The algorithm iterates through the reservedSeats
list once to build the dictionary d
, which takes O(m)
time. Each reservation operation involves a dictionary access and bitwise OR operation, both of which are O(1)
. Then, it iterates through the dictionary values (at most m
unique rows) and for each value, checks against 3 masks with constant-time bitwise operations. Since there can be at most m
unique rows in the dictionary, this second iteration is also O(m)
. Therefore, the overall time complexity is O(m) + O(m) = O(m)
.
Space Complexity: O(m)
, where m
is the length of reservedSeats
.
The algorithm uses a dictionary d
to store the reserved seats information. In the worst case, when all reserved seats are in different rows, the dictionary will contain m
entries (one for each unique row). Each entry stores a row number as the key and an integer bitmask as the value, both requiring O(1)
space. Therefore, the total space complexity is O(m)
.
Learn more about how to find time and space complexity quickly.
Common Pitfalls
Pitfall: Incorrect Mask Order Leading to Suboptimal Results
One critical pitfall in this solution is the order of the masks in family_group_masks
. The current implementation uses the order (left, right, middle)
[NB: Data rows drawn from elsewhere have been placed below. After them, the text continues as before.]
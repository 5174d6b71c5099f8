//! RocksDB-backed cache

use crate::config::CacheBackend;
use crate::error::{CacheError, Result};
use crate::AuthCache;
use rocksdb::{Options, WriteOptions, DB};
use std::path::{Path, PathBuf};
use std::sync::atomic::{AtomicBool, Ordering};

/// Cache stored in a single-column-family RocksDB database
pub struct RocksDbCache {
    db: DB,
    path: PathBuf,
    flush_on_write: bool,
    closed: AtomicBool,
}

impl RocksDbCache {
    /// Open or create the database at `path`
    pub fn open<P: AsRef<Path>>(path: P, flush_on_write: bool) -> Result<Self> {
        let path = path.as_ref().to_path_buf();

        let mut opts = Options::default();
        opts.create_if_missing(true);
        opts.set_max_open_files(256);

        let db = DB::open(&opts, &path).map_err(|e| CacheError::open(path.display(), e))?;

        Ok(Self {
            db,
            path,
            flush_on_write,
            closed: AtomicBool::new(false),
        })
    }

    pub fn path(&self) -> &Path {
        &self.path
    }
}

impl AuthCache for RocksDbCache {
    fn backend(&self) -> CacheBackend {
        CacheBackend::RocksDb
    }

    fn upsert(&self, key: &[u8], value: &[u8]) -> Result<()> {
        if self.closed.load(Ordering::Acquire) {
            return Err(CacheError::Closed);
        }

        let mut write_opts = WriteOptions::default();
        write_opts.set_sync(self.flush_on_write);

        self.db
            .put_opt(key, value, &write_opts)
            .map_err(|e| CacheError::Write(e.to_string()))
    }

    fn get(&self, key: &[u8]) -> Result<Option<Vec<u8>>> {
        self.db
            .get(key)
            .map_err(|e| CacheError::Read(e.to_string()))
    }

    fn len(&self) -> usize {
        self.db
            .property_int_value("rocksdb.estimate-num-keys")
            .ok()
            .flatten()
            .unwrap_or(0) as usize
    }

    fn close(&self) -> Result<()> {
        if self.closed.swap(true, Ordering::AcqRel) {
            return Ok(());
        }
        self.db
            .flush()
            .map_err(|e| CacheError::Close(e.to_string()))
    }
}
, but this can lead to suboptimal group placement in certain scenarios.
Why this is a problem:
Consider a row where only seat 5 is reserved. With the current mask order:
- First tries left group
[2,3,4,5]
- fails because seat 5 is reserved - Then tries right group
[6,7,8,9]
- succeeds and places one group - Finally tries middle group
[4,5,6,7]
- fails because seat 6 is now marked as used
However, if we had tried the middle group first, it would have failed (seat 5 reserved), then we could successfully place both left [2,3,4,5]
and right [6,7,8,9]
groups since seat 5 being reserved doesn't affect the left group when checking seats 2-5.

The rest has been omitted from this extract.